*** Block opens ***

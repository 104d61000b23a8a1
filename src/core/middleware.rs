use crate::core::error::AppError;
use crate::features::auth::services::TokenService;
use axum::{
    body::Body,
    extract::{Request, State},
    http::{header, HeaderValue, StatusCode},
    middleware::Next,
    response::Response,
};
use base64::prelude::*;
use std::sync::Arc;
use tower_http::cors::{AllowOrigin, Any, CorsLayer};
use tower_http::request_id::{MakeRequestId, RequestId};
use tracing::Span;
use uuid::Uuid;

/// Request ID generator using UUID v7 (time-ordered)
#[derive(Clone, Copy)]
pub struct MakeRequestUuid;

impl MakeRequestId for MakeRequestUuid {
    fn make_request_id<B>(&mut self, _request: &axum::http::Request<B>) -> Option<RequestId> {
        let id = Uuid::now_v7().to_string();
        Some(RequestId::new(HeaderValue::from_str(&id).unwrap()))
    }
}

/// Custom MakeSpan that includes request_id in the tracing span
#[derive(Clone, Debug)]
pub struct MakeSpanWithRequestId;

impl<B> tower_http::trace::MakeSpan<B> for MakeSpanWithRequestId {
    fn make_span(&mut self, request: &axum::http::Request<B>) -> Span {
        let request_id = request
            .headers()
            .get("x-request-id")
            .and_then(|v| v.to_str().ok())
            .unwrap_or("-");

        tracing::info_span!(
            "request",
            method = %request.method(),
            uri = %request.uri(),
            request_id = %request_id,
        )
    }
}

pub fn cors_layer(allowed_origins: Vec<String>) -> CorsLayer {
    let cors = CorsLayer::new().allow_methods(Any).allow_headers(Any);

    // If origins list contains "*", allow any origin
    if allowed_origins.iter().any(|o| o == "*") {
        cors.allow_origin(Any)
    } else {
        // Parse origins into HeaderValue
        let origins: Vec<HeaderValue> = allowed_origins
            .iter()
            .filter_map(|o| o.parse().ok())
            .collect();
        cors.allow_origin(AllowOrigin::list(origins))
    }
}

pub fn basic_auth_middleware(
    valid_credentials: Arc<String>,
) -> impl Fn(
    Request,
    Next,
)
    -> std::pin::Pin<Box<dyn std::future::Future<Output = Result<Response, Response>> + Send>>
       + Clone {
    move |req: Request, next: Next| {
        let credentials = valid_credentials.clone();
        Box::pin(async move {
            let auth_header = req
                .headers()
                .get(header::AUTHORIZATION)
                .and_then(|header| header.to_str().ok());

            if let Some(auth_header) = auth_header {
                if let Some(encoded) = auth_header.strip_prefix("Basic ") {
                    if let Ok(decoded) = BASE64_STANDARD.decode(encoded) {
                        if let Ok(creds) = String::from_utf8(decoded) {
                            if creds == *credentials {
                                return Ok(next.run(req).await);
                            }
                        }
                    }
                }
            }

            let response = Response::builder()
                .status(StatusCode::UNAUTHORIZED)
                .header(header::WWW_AUTHENTICATE, "Basic realm=\"Swagger UI\"")
                .body(Body::from("Unauthorized"))
                .unwrap();

            Err(response)
        })
    }
}

pub async fn auth_middleware(
    State(tokens): State<Arc<TokenService>>,
    mut req: Request,
    next: Next,
) -> Result<Response, AppError> {
    // Extract Authorization header
    let auth_header = req
        .headers()
        .get(header::AUTHORIZATION)
        .and_then(|h| h.to_str().ok())
        .ok_or_else(|| AppError::Unauthorized("Missing authorization header".to_string()))?;

    // Validate Bearer format
    if !auth_header.starts_with("Bearer ") {
        return Err(AppError::Unauthorized(
            "Invalid authorization header format".to_string(),
        ));
    }

    let token = &auth_header[7..]; // Skip "Bearer "

    // Validate token
    let user = tokens.verify_access_token(token)?;

    // Insert authenticated user into request extensions
    req.extensions_mut().insert(user);
    Ok(next.run(req).await)
}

*** Block closes ***

### PROMPT
All lines from the beginning of the material above through the one with "self, _request: &axum::http::Request<B>)" need to be returned exactly; please return those and only those.

### RESULT OF THE TASK
repository 104d61000b23a8a1
filename src/core/middleware.rs
use crate::core::error::AppError;
use crate::features::auth::services::TokenService;
use axum::{
    body::Body,
    extract::{Request, State},
    http::{header, HeaderValue, StatusCode},
    middleware::Next,
    response::Response,
};
use base64::prelude::*;
use std::sync::Arc;
use tower_http::cors::{AllowOrigin, Any, CorsLayer};
use tower_http::request_id::{MakeRequestId, RequestId};
use tracing::Span;
use uuid::Uuid;

/// Request ID generator using UUID v7 (time-ordered)
#[derive(Clone, Copy)]
pub struct MakeRequestUuid;

impl MakeRequestId for MakeRequestUuid {
    fn make_request_id<B>(&mut self, _request: &axum::http::Request<B>) -> Option<RequestId> {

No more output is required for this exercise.